The creepiness continues with him doing such things as sneaking up behind her in the woods, grabbing a handful of hair and actually lifting her a foot off the ground.  He also wants sex a great deal.  We don’t know the timeframe, but I get the feeling he demands it several times a day. 

The scene I have the biggest issue with is him shotgunning a fox that is caught in a trap.   Right before that, the groundskeeper (Ángel Lombarte) told him that is a female and he watches disapproving as the gun is raised.  That a fox is really killed on-screen crosses a line for which I will never forgive this film.

Apparently, the men of the family have had a poor regard for the fairer sex going back at least a century.  In the main gallery, there are portraits of all the men in generations of the family, while those of the women are scattered around the cellar.  That of Micala’s has the additional indignity of the face being cut out.

The big change in his personality happens abruptly once Martin starts having disturbing nightmares.  Suddenly, he expresses nothing but concern and we see no further signs of his earlier behavior.

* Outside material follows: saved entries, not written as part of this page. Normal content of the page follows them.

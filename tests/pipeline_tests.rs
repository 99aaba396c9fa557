//! End-to-end detection scenarios against an in-memory store.

mod common;

use common::{FakeProvider, media, spawn_state};
use shiori::domain::events::NotificationEvent;
use shiori::domain::{AnimeId, Platform, WatchSource, WatchStatus};
use shiori::models::{ClampReason, EpisodeDetection};
use shiori::services::{DetectionOutcome, LibraryService, OrchestratorError};

fn extension(title: &str, overall: Option<u32>, season: Option<u32>) -> EpisodeDetection {
    EpisodeDetection {
        platform: Platform::Crunchyroll,
        raw_title: title.to_string(),
        overall_episode: overall,
        season_number: season,
        season_episode: None,
        url: None,
    }
}

#[tokio::test]
async fn test_exact_match_updates_progress() {
    let state = spawn_state(FakeProvider::default()).await;
    let library = &state.library_service;
    library
        .ensure_entry(&media(1, "Sousou no Frieren", Some(28)), WatchStatus::Watching)
        .await
        .unwrap();
    library.override_progress(AnimeId::new(1), 4).await.unwrap();

    let outcome = state
        .orchestrator
        .handle_detection(extension("Sousou no Frieren", Some(5), None))
        .await
        .unwrap();

    match outcome {
        DetectionOutcome::Updated {
            anime_id,
            progress,
            status,
            clamp,
            ..
        } => {
            assert_eq!(anime_id, AnimeId::new(1));
            assert_eq!(progress, 5);
            assert_eq!(status, WatchStatus::Watching);
            assert_eq!(clamp, None);
        }
        other => panic!("unexpected outcome: {other:?}"),
    }

    let history = library.history(10).await.unwrap();
    assert_eq!(history[0].episode_number, 5);
    assert_eq!(history[0].source, WatchSource::Extension);
}

#[tokio::test]
async fn test_local_filename_is_parsed() {
    let state = spawn_state(FakeProvider::default()).await;
    state
        .library_service
        .ensure_entry(&media(1, "Sousou no Frieren", Some(28)), WatchStatus::PlanToWatch)
        .await
        .unwrap();

    let outcome = state
        .orchestrator
        .handle_detection(EpisodeDetection::local(
            "[SubsPlease] Sousou no Frieren - 03 (1080p) [ABCD1234].mkv",
        ))
        .await
        .unwrap();

    assert!(matches!(
        outcome,
        DetectionOutcome::Updated {
            progress: 3,
            status: WatchStatus::Watching,
            ..
        }
    ));

    let history = state.library_service.history(10).await.unwrap();
    let mut episodes: Vec<u32> = history.iter().map(|e| e.episode_number).collect();
    episodes.sort_unstable();
    assert_eq!(episodes, vec![1, 2, 3]);
    assert!(history.iter().all(|e| e.source == WatchSource::Local));
}

#[tokio::test]
async fn test_regression_is_reported_not_applied() {
    let state = spawn_state(FakeProvider::default()).await;
    let library = &state.library_service;
    library
        .ensure_entry(&media(1, "Sousou no Frieren", Some(28)), WatchStatus::Watching)
        .await
        .unwrap();
    library.override_progress(AnimeId::new(1), 8).await.unwrap();

    let outcome = state
        .orchestrator
        .handle_detection(extension("Sousou no Frieren", Some(3), None))
        .await
        .unwrap();

    match outcome {
        DetectionOutcome::Unchanged {
            progress, clamp, ..
        } => {
            assert_eq!(progress, 8);
            assert_eq!(clamp.map(|c| c.reason), Some(ClampReason::Regression));
        }
        other => panic!("unexpected outcome: {other:?}"),
    }
    assert_eq!(library.get_entry(AnimeId::new(1)).await.unwrap().progress, 8);
}

#[tokio::test]
async fn test_detection_without_episode_is_ignored() {
    let state = spawn_state(FakeProvider::default()).await;
    let outcome = state
        .orchestrator
        .handle_detection(EpisodeDetection::local("Some Random Window"))
        .await
        .unwrap();
    assert!(matches!(outcome, DetectionOutcome::Ignored { .. }));
    assert!(state.library_service.list_entries().await.unwrap().is_empty());
}

#[tokio::test]
async fn test_single_search_result_is_auto_accepted() {
    let mut provider = FakeProvider::default();
    provider.add_search(
        "Kusuriya no Hitorigoto",
        vec![media(10, "Kusuriya no Hitorigoto", Some(24))],
    );
    let state = spawn_state(provider).await;

    let outcome = state
        .orchestrator
        .handle_detection(extension("Kusuriya no Hitorigoto", Some(2), None))
        .await
        .unwrap();

    assert!(matches!(
        outcome,
        DetectionOutcome::Updated { progress: 2, .. }
    ));

    let entry = state
        .library_service
        .get_entry(AnimeId::new(10))
        .await
        .unwrap();
    assert_eq!(entry.status, WatchStatus::Watching);
    assert_eq!(entry.progress, 2);

    let mappings = state.library_service.list_mappings().await.unwrap();
    assert_eq!(mappings.len(), 1);
    assert_eq!(mappings[0].raw_title_key, "kusuriya no hitorigoto");
    assert!(state.orchestrator.pending().await.is_empty());
}

#[tokio::test]
async fn test_ambiguous_search_waits_for_user() {
    let mut provider = FakeProvider::default();
    provider.add_search(
        "Spy Family",
        vec![
            media(20, "Spy x Family", Some(12)),
            media(21, "Spy x Family Code: White", Some(1)),
        ],
    );
    let state = spawn_state(provider).await;
    let mut events = state.event_bus.subscribe();

    let outcome = state
        .orchestrator
        .handle_detection(extension("Spy Family", Some(3), None))
        .await
        .unwrap();
    let DetectionOutcome::NeedsDisambiguation { request_id } = outcome else {
        panic!("expected disambiguation, got {outcome:?}");
    };

    let pending = state.orchestrator.pending().await;
    assert_eq!(pending.len(), 1);
    assert_eq!(pending[0].id, request_id);
    assert_eq!(pending[0].candidates.len(), 2);
    assert!(state.library_service.list_entries().await.unwrap().is_empty());

    let mut saw_request = false;
    while let Ok(event) = events.try_recv() {
        if let NotificationEvent::DisambiguationNeeded {
            request_id: id,
            candidates,
            ..
        } = event
        {
            assert_eq!(id, request_id);
            assert_eq!(candidates.len(), 2);
            saw_request = true;
        }
    }
    assert!(saw_request);

    let outcome = state
        .orchestrator
        .resolve_pending(request_id, AnimeId::new(20))
        .await
        .unwrap();
    assert!(matches!(
        outcome,
        DetectionOutcome::Updated { progress: 3, .. }
    ));
    assert!(state.orchestrator.pending().await.is_empty());

    // The answer is remembered as a mapping.
    let outcome = state
        .orchestrator
        .handle_detection(extension("Spy Family", Some(4), None))
        .await
        .unwrap();
    match outcome {
        DetectionOutcome::Updated {
            anime_id, progress, ..
        } => {
            assert_eq!(anime_id, AnimeId::new(20));
            assert_eq!(progress, 4);
        }
        other => panic!("unexpected outcome: {other:?}"),
    }
}

#[tokio::test]
async fn test_cancel_and_unknown_requests() {
    let state = spawn_state(FakeProvider::default()).await;

    let outcome = state
        .orchestrator
        .handle_detection(extension("Nothing Matches This", Some(1), None))
        .await
        .unwrap();
    let DetectionOutcome::NeedsDisambiguation { request_id } = outcome else {
        panic!("expected disambiguation, got {outcome:?}");
    };

    state.orchestrator.cancel_pending(request_id).await.unwrap();
    assert!(state.orchestrator.pending().await.is_empty());

    assert!(matches!(
        state.orchestrator.cancel_pending(request_id).await,
        Err(OrchestratorError::UnknownRequest(_))
    ));
    assert!(matches!(
        state
            .orchestrator
            .resolve_pending(request_id, AnimeId::new(1))
            .await,
        Err(OrchestratorError::UnknownRequest(_))
    ));
}

#[tokio::test]
async fn test_search_failure_still_asks_user() {
    let provider = FakeProvider {
        fail_search: true,
        ..FakeProvider::default()
    };
    let state = spawn_state(provider).await;

    let outcome = state
        .orchestrator
        .handle_detection(extension("Offline Show", Some(1), None))
        .await
        .unwrap();
    assert!(matches!(outcome, DetectionOutcome::NeedsDisambiguation { .. }));
    assert!(state.orchestrator.pending().await[0].candidates.is_empty());
}

#[tokio::test]
async fn test_absolute_episode_resolves_into_sequel() {
    let season_one = media(100, "Jujutsu Kaisen", Some(24));
    let season_two = media(101, "Jujutsu Kaisen 2nd Season", Some(23));
    let mut provider = FakeProvider::default();
    provider
        .add_node(season_one.clone(), None, Some(101))
        .add_node(season_two, Some(100), None);
    let state = spawn_state(provider).await;

    let library = &state.library_service;
    library
        .ensure_entry(&season_one, WatchStatus::Watching)
        .await
        .unwrap();
    library.override_progress(AnimeId::new(100), 20).await.unwrap();

    let outcome = state
        .orchestrator
        .handle_detection(extension("Jujutsu Kaisen", Some(26), None))
        .await
        .unwrap();

    match outcome {
        DetectionOutcome::Updated {
            anime_id,
            episode,
            progress,
            ..
        } => {
            assert_eq!(anime_id, AnimeId::new(101));
            assert_eq!(episode, 2);
            assert_eq!(progress, 2);
        }
        other => panic!("unexpected outcome: {other:?}"),
    }

    let sequel = library.get_entry(AnimeId::new(101)).await.unwrap();
    assert_eq!(sequel.title, "Jujutsu Kaisen 2nd Season");
    assert_eq!(sequel.status, WatchStatus::Watching);
    assert_eq!(
        library.get_entry(AnimeId::new(100)).await.unwrap().progress,
        20
    );
}

#[tokio::test]
async fn test_sequel_detection_never_touches_first_season() {
    let mut provider = FakeProvider::default();
    provider.add_search(
        "Oshi no Ko",
        vec![
            media(31, "Oshi no Ko 2nd Season", Some(13)),
            media(30, "Oshi no Ko", Some(11)),
        ],
    );
    let state = spawn_state(provider).await;
    let library = &state.library_service;
    library
        .ensure_entry(&media(30, "Oshi no Ko", Some(11)), WatchStatus::Watching)
        .await
        .unwrap();
    library.override_progress(AnimeId::new(30), 5).await.unwrap();

    let outcome = state
        .orchestrator
        .handle_detection(extension("Oshi no Ko", Some(3), Some(2)))
        .await
        .unwrap();
    match outcome {
        DetectionOutcome::Updated { anime_id, .. } => assert_eq!(anime_id, AnimeId::new(31)),
        other => panic!("unexpected outcome: {other:?}"),
    }
    assert_eq!(library.get_entry(AnimeId::new(30)).await.unwrap().progress, 5);

    // Season 1 detections still land on the first season.
    let outcome = state
        .orchestrator
        .handle_detection(extension("Oshi no Ko", Some(6), None))
        .await
        .unwrap();
    match outcome {
        DetectionOutcome::Updated {
            anime_id, progress, ..
        } => {
            assert_eq!(anime_id, AnimeId::new(30));
            assert_eq!(progress, 6);
        }
        other => panic!("unexpected outcome: {other:?}"),
    }
}

#[tokio::test]
async fn test_pipeline_handle_round_trip() {
    let mut provider = FakeProvider::default();
    provider.add_search(
        "Dandadan",
        vec![media(40, "Dandadan", Some(12)), media(41, "Dandadan 2nd Season", Some(12))],
    );
    let state = spawn_state(provider).await;

    state
        .pipeline
        .submit(extension("Dandadan", Some(1), None))
        .await
        .unwrap();

    // Resolve goes through the same queue, so the detection above has been
    // processed by the time it is answered.
    let result = state
        .pipeline
        .resolve(uuid::Uuid::new_v4(), AnimeId::new(40))
        .await;
    assert!(matches!(result, Err(OrchestratorError::UnknownRequest(_))));

    let entry = state
        .library_service
        .get_entry(AnimeId::new(40))
        .await
        .unwrap();
    assert_eq!(entry.progress, 1);
}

Those nightmares are something.  While they are happening, we are as uncertain as Martin as to whether what we are seeing is real or not.  At first, she’s flailing away with a ceremonial dagger at men who later prove to be alive.  Later, it will turn out she is not just sleepstabbing, a new word I demand be added to the vernacular of psychiatry.

One of those dreams provides a visually startling moment.  Bastedo appears at Martin’s bedside in a strobing series of white flashes that get faster over time.  I’ve never had a seizure before, but I still felt compelled to look away for a few seconds. 

Another memorable visual is Andeu seeing what is obviously a mannequin hand poking out of the sand on the beach.  I thought he would dig out the rest and it would come to life and become Kim Cattrall.  But this isn’t Mannequin, and I’m not still not sure why the artificial hand was there.  I forgot about it as soon as he spies a snorkel also protruding upwards.  Scraping away some sand, he discovers Bastedo has been buried and breathing through that.  He doesn’t have as many questions concerning what she’s been doing as I would have.  I also like to think I could restrain myself from doing what he does, which is to immediately excavate her bare breasts.

We see a lot of flesh in this movie, particularly of Martin’s body double.  The director clearly is a big fan of full-frontal nudity and we see more bush here than I think of any film I have seen set in the Australian outback.  Although I won’t deny being an admirer of the female form, the leering camera in this film takes on a different tone at the conclusion, when the women meet a bloody end.

The Blood Splattered Bride is a deeply unpleasant movie.  There are some moments of interest in it, and I wish they had been in a different, better picture.  I think one can regard it as a critique of Spanish machismo, but I’m not buying into that interpretation.  I suspect the intense fear, and seething hatred, of women on display are what the filmmaker actually felt.